Right well, this is going to get hella deep.


This is less me talking about studies and benefits but more my actual journey with my mental health and it’s relationship with my fitness. I always want to be honest with people and I can’t exactly preach this and then not follow through so here we go.

I’ve really thought I struggled much with my mental health, I’ve always been a very anxious person. Never the centre of attention and very quiet, I just assumed it was more of being an INFJ than a mental health problem. Looking back it can explain a hell of a lot. But anyway in the past with my fitness I trained 3 days a week. I never did anything heavy but always a hell of a lot of reps and a lot of HIIT (never did legs either). I was under the illusion I just needed to do cardio to be lean and I didn’t want to be too bulky so never did deadlifts or lifted for strength. I also played football at the weekends, so I was fairly active but I was never in love with my training, I did it purely to keep healthy. Anyway well life didn’t exactly go well situations happened and bad events amplified my flaws.


It sent me into a spiral of being down, hurting people around me and hurting myself. I managed to keep going with weight training for a bit but after I while I stopped looking after myself. Eating either too much of the wrong stuff or starving myself and not eating at all. Things went from bad to worse and so on, till I didn’t want to be around anymore. It was just pure misery, I ended up getting ill on new years day because my body was shutting down and not fighting off common diseases. Which a fully functioning immune system has no problem doing. I hated life.


It took me a long time to get out of that rut. Honestly I have no idea how I got out of it, I think I just found something I wanted to aspire to be and work towards. During my time when I didn’t feel myself I think there was just no future I wanted or something that was worth putting the effort in. That’s the honest truth.

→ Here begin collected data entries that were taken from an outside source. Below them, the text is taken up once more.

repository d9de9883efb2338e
pub mod products;
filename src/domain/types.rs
//! Strongly-typed value objects used by the catalog entities.
//!
//! Product records carry these wrappers instead of raw primitives so that the
//! invariants of the catalog (positive prices, non-negative stock, non-empty
//! text) hold for every value that reaches the store.

use serde::{Deserialize, Serialize};
use std::fmt::{Display, Formatter};
use thiserror::Error;

/// Category assigned when a product is created without one.
pub const DEFAULT_CATEGORY: &str = "General";

/// Categories offered by the admin panel. The store accepts any name.
pub const CATALOG_CATEGORIES: [&str; 8] = [
    "General",
    "Electronics",
    "Clothing",
    "Home & Kitchen",
    "Sports",
    "Books",
    "Toys",
    "Other",
];

/// Errors produced when attempting to construct constrained domain types.
#[derive(Debug, Error, Clone, PartialEq, Eq)]
pub enum TypeConstraintError {
    /// An identifier was zero or negative.
    #[error("{0} must be greater than zero")]
    NonPositiveId(&'static str),
    /// A numeric value required to be positive was zero, negative or not finite.
    #[error("{0} must be greater than zero")]
    NonPositiveNumber(&'static str),
    /// A numeric value required to be non-negative was negative.
    #[error("{0} must be zero or greater")]
    NegativeNumber(&'static str),
    /// A string was empty or whitespace-only after trimming.
    #[error("{0} cannot be empty")]
    EmptyString(&'static str),
}

fn trimmed_non_empty(value: String, field: &'static str) -> Result<String, TypeConstraintError> {
    let trimmed = value.trim();
    if trimmed.is_empty() {
        return Err(TypeConstraintError::EmptyString(field));
    }
    if trimmed.len() == value.len() {
        Ok(value)
    } else {
        Ok(trimmed.to_string())
    }
}

/// Positive `i32` identifier assigned by the store.
macro_rules! id_newtype {
    ($name:ident, $doc:expr, $field:expr) => {
        #[doc = $doc]
        #[derive(
            Clone, Copy, Debug, Serialize, Deserialize, PartialEq, Eq, Hash, PartialOrd, Ord,
        )]
        #[serde(transparent)]
        pub struct $name(i32);

        impl $name {
            /// Accepts only identifiers greater than zero.
            pub fn new(value: i32) -> Result<Self, TypeConstraintError> {
                if value > 0 {
                    Ok(Self(value))
                } else {
                    Err(TypeConstraintError::NonPositiveId($field))
                }
            }

            pub const fn get(self) -> i32 {
                self.0
            }
        }

        impl TryFrom<i32> for $name {
            type Error = TypeConstraintError;

            fn try_from(value: i32) -> Result<Self, Self::Error> {
                Self::new(value)
            }
        }

        impl From<$name> for i32 {
            fn from(value: $name) -> Self {
                value.0
            }
        }

        impl PartialEq<i32> for $name {
            fn eq(&self, other: &i32) -> bool {
                self.0 == *other
            }
        }

        impl Display for $name {
            fn fmt(&self, f: &mut Formatter<'_>) -> std::fmt::Result {
                write!(f, "{}", self.0)
            }
        }
    };
}

/// Trimmed, non-empty text.
macro_rules! text_newtype {
    ($name:ident, $doc:expr, $field:expr) => {
        #[doc = $doc]
        #[derive(Clone, Debug, Serialize, Deserialize, PartialEq, Eq, Hash, PartialOrd, Ord)]
        #[serde(transparent)]
        pub struct $name(String);

        impl $name {
            /// Trims surrounding whitespace and rejects blank input.
            pub fn new<S: Into<String>>(value: S) -> Result<Self, TypeConstraintError> {
                trimmed_non_empty(value.into(), $field).map(Self)
            }

            pub fn as_str(&self) -> &str {
                &self.0
            }

            pub fn into_inner(self) -> String {
                self.0
            }
        }

        impl TryFrom<String> for $name {
            type Error = TypeConstraintError;

            fn try_from(value: String) -> Result<Self, Self::Error> {
                Self::new(value)
            }
        }

        impl TryFrom<&str> for $name {
            type Error = TypeConstraintError;

            fn try_from(value: &str) -> Result<Self, Self::Error> {
                Self::new(value)
            }
        }

        impl From<$name> for String {
            fn from(value: $name) -> Self {
                value.0
            }
        }

        impl AsRef<str> for $name {
            fn as_ref(&self) -> &str {
                &self.0
            }
        }

        impl PartialEq<&str> for $name {
            fn eq(&self, other: &&str) -> bool {
                self.0 == *other
            }
        }

        impl Display for $name {
            fn fmt(&self, f: &mut Formatter<'_>) -> std::fmt::Result {
                f.write_str(&self.0)
            }
        }
    };
}

id_newtype!(ProductId, "Unique identifier for a product.", "product_id");

text_newtype!(ProductName, "Product display name.", "name");
text_newtype!(
    ProductDescription,
    "Free-form product description.",
    "description"
);
text_newtype!(
    CategoryName,
    "Category label; any non-empty name is accepted by the store.",
    "category"
);
text_newtype!(
    ImageUrl,
    "Image location shown next to the product. Not checked for URL syntax.",
    "imageUrl"
);

impl CategoryName {
    /// The category used when none is supplied.
    pub fn general() -> Self {
        Self(DEFAULT_CATEGORY.to_string())
    }
}

impl Default for CategoryName {
    fn default() -> Self {
        Self::general()
    }
}

/// Unit price in the catalog currency, always strictly positive.
#[derive(Clone, Copy, Debug, Serialize, Deserialize, PartialEq, PartialOrd)]
#[serde(transparent)]
pub struct ProductPrice(f64);

impl ProductPrice {
    pub fn new(value: f64) -> Result<Self, TypeConstraintError> {
        if value.is_finite() && value > 0.0 {
            Ok(Self(value))
        } else {
            Err(TypeConstraintError::NonPositiveNumber("price"))
        }
    }

    pub const fn get(self) -> f64 {
        self.0
    }
}

impl TryFrom<f64> for ProductPrice {
    type Error = TypeConstraintError;

    fn try_from(value: f64) -> Result<Self, Self::Error> {
        Self::new(value)
    }
}

impl PartialEq<f64> for ProductPrice {
    fn eq(&self, other: &f64) -> bool {
        self.0 == *other
    }
}

impl Display for ProductPrice {
    fn fmt(&self, f: &mut Formatter<'_>) -> std::fmt::Result {
        write!(f, "{:.2}", self.0)
    }
}

/// Units on hand. Zero is a legal value.
#[derive(Clone, Copy, Debug, Serialize, Deserialize, PartialEq, Eq, Hash, PartialOrd, Ord)]
#[serde(transparent)]
pub struct ProductStock(i32);

impl ProductStock {
    pub fn new(value: i32) -> Result<Self, TypeConstraintError> {
        if value >= 0 {
            Ok(Self(value))
        } else {
            Err(TypeConstraintError::NegativeNumber("stock"))
        }
    }

    pub const fn get(self) -> i32 {
        self.0
    }
}

impl TryFrom<i32> for ProductStock {
    type Error = TypeConstraintError;

    fn try_from(value: i32) -> Result<Self, Self::Error> {
        Self::new(value)
    }
}

impl PartialEq<i32> for ProductStock {
    fn eq(&self, other: &i32) -> bool {
        self.0 == *other
    }
}

impl Display for ProductStock {
    fn fmt(&self, f: &mut Formatter<'_>) -> std::fmt::Result {
        write!(f, "{}", self.0)
    }
}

I started on the road to recovery, but I didn’t have the intention to start training again. So I was dragged back and oh my days, I could just feel myself missing it. I wrote myself a new plan that wasn’t just HIIT, I started training legs and wow, I never loved it more. I have to reiterate that I was by no means fine, I’m still working on my mental health. I can tell how much working out effects my mental health when I’m injured don’t come near me. I am a pain.


This is the part I can’t put enough emphasis on, physical health by no means solves your mental health problems. But it does you a world of good, the post workout glow. I can’t tell you how many times I’ve screamed when pushing a PB and breaking down in relief when I accomplish a goal. It’s the hard work paying off and me seeing and feeling the improvements.


Going through all this, I kinda feel I’ve had a reset on life, to start over again. Some of you may think that’s a fresh start to decide how I want my life to go and get rid of all the imperfections of the past. But let me tell you one thing, it ain’t rosey at all. To basically start again and build yourself back up is hardwork. You lose out on a lot of things because you’re working on yourself, people’s lives haven’t had to go back to go on monopoly. They’re already miles ahead of you, they’re not going to wait around for you to catch up. This mean’s you have to do a lot of things alone, I’ve learned to rely on myself a lot and to get myself through tough situations.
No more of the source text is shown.